Return each record exactly as it appears, so that nothing is dropped or altered.

SUPPLIED RECORDS
********
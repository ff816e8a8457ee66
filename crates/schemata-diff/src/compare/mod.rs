//! Schema comparison module
//!
//! Provides the comparator and the diff value types it produces.

mod comparator;
mod config;
mod diff;
mod renames;


pub use comparator::*;
pub use config::*;
pub use diff::*;
//! UI components for the dashboard page.

pub mod chat_assistant;
pub mod log_feed;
********
WRITTEN ANSWER
repository ff816e8a8457ee66
filename crates/schemata-diff/src/compare/mod.rs
//! Schema comparison module
//!
//! Provides the comparator and the diff value types it produces.

mod comparator;
mod config;
mod diff;
mod renames;


pub use comparator::*;
pub use config::*;
pub use diff::*;
//! UI components for the dashboard page.

pub mod chat_assistant;
pub mod log_feed;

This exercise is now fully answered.